In the same poll, 94 percent of likely voters said they agree that it is better to try to learn from the wrongs of the past than to erase that past altogether. Just 4 percent were in favor of erasing wrongs of the past.

The poll suggests that no real support exists in the country for the removal or alteration of monuments to Washington or Jefferson, and that the founders enjoy a great deal of support among the vast majority of Americans, who want monuments honoring their lives and legacy to remain standing.

“As the central actor in the American Revolution, George Washington was one of the most important figures in world history,” wrote historian Paul Johnson in his 2009 book, “George Washington: The Founding Father.” “As America’s commander in chief throughout the eight-year struggle against Britain he effectively liberated the thirteen colonies from imperial rule. He then presided over the process whereby the new nation drafted, ratified, and enacted its federal Constitution. Finally, for eight years he directed the administration that put the Constitution to work, with such success that, suitably updated and amended, it has lasted for nearly a quarter of a millennium.”

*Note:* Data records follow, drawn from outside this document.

//! Page-wide routing of live share messages.
//!
//! One agent-message listener is attached per page. It hands shares to the mounted consumer
//! when there is one and otherwise tells the caller to stash them for the next mount.

use std::{cell::RefCell, rc::Rc};

use serde_json::Value;
use share_contract::{RelayMessage, SharePayload};

/// What to do with one incoming agent message.
#[derive(Debug, Clone, PartialEq, Eq)]
pub enum LiveRouting {
    /// Handed to the mounted consumer.
    Delivered,
    /// No consumer is mounted; persist the payload for the next mount.
    Stash(SharePayload),
    /// Not a share message, or a share with nothing in it.
    Ignore,
}

type ShareHandler = Rc<dyn Fn(SharePayload)>;

#[derive(Default)]
struct ListenerState {
    installed: bool,
    next_token: u64,
    subscriber: Option<(u64, ShareHandler)>,
}

thread_local! {
    static LISTENER: RefCell<ListenerState> = RefCell::new(ListenerState::default());
}

/// Registers the consumer that receives live shares, replacing any previous one.
///
/// Returns a token for [`unsubscribe`].
pub fn subscribe(handler: ShareHandler) -> u64 {
    LISTENER.with(|state| {
        let mut state = state.borrow_mut();
        state.next_token += 1;
        let token = state.next_token;
        state.subscriber = Some((token, handler));
        token
    })
}

/// Removes the consumer registered under `token`. Stale tokens are ignored.
pub fn unsubscribe(token: u64) {
    LISTENER.with(|state| {
        let mut state = state.borrow_mut();
        if matches!(state.subscriber, Some((current, _)) if current == token) {
            state.subscriber = None;
        }
    });
}

/// Routes one message posted by the agent.
pub fn dispatch_live_message(message: &Value) -> LiveRouting {
    let Some(payload) = RelayMessage::from_value(message).and_then(RelayMessage::into_share_payload)
    else {
        return LiveRouting::Ignore;
    };
    if payload.is_blank() {
        return LiveRouting::Ignore;
    }
    let handler = LISTENER.with(|state| {
        state
            .borrow()
            .subscriber
            .as_ref()
            .map(|(_, handler)| Rc::clone(handler))
    });
    match handler {
        Some(handler) => {
            handler(payload);
            LiveRouting::Delivered
        }
        None => LiveRouting::Stash(payload),
    }
}

/// Marks the page listener as installed. Returns `false` when it already was.
pub(crate) fn claim_listener_slot() -> bool {
    LISTENER.with(|state| {
        let mut state = state.borrow_mut();
        !std::mem::replace(&mut state.installed, true)
    })
}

Johnson went on to write that the revolution that Washington led “was the first of a series that created the modern world in which we live.”

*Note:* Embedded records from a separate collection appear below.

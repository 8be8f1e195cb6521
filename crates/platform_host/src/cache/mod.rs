//! Asset-cache domain contracts and lightweight test adapters.

mod asset_cache;

pub use asset_cache::{
    normalize_request_url, AssetCacheFuture, AssetCacheStore, CacheHandle, MemoryAssetCache,
    NoopAssetCache, RequestIdentity,
};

Washington is consistently rated by Americans as the greatest American president, because of the crises he faced as leader of the colonial troops, and America’s first president.

A few extremists, have, however, called for monuments to Washington to be removed.

On Thursday, the left-wing website VICE posted an article initially titled “Blow Up Mount Rushmore” in which the writer said he didn’t think any American president was worthy of being etched into the side of a mountain, saying every one of the four great Americans on Mount Rushmore — Washington, Jefferson, Lincoln and Teddy Roosevelt, “has at least been partially complicit in horrific atrocities.”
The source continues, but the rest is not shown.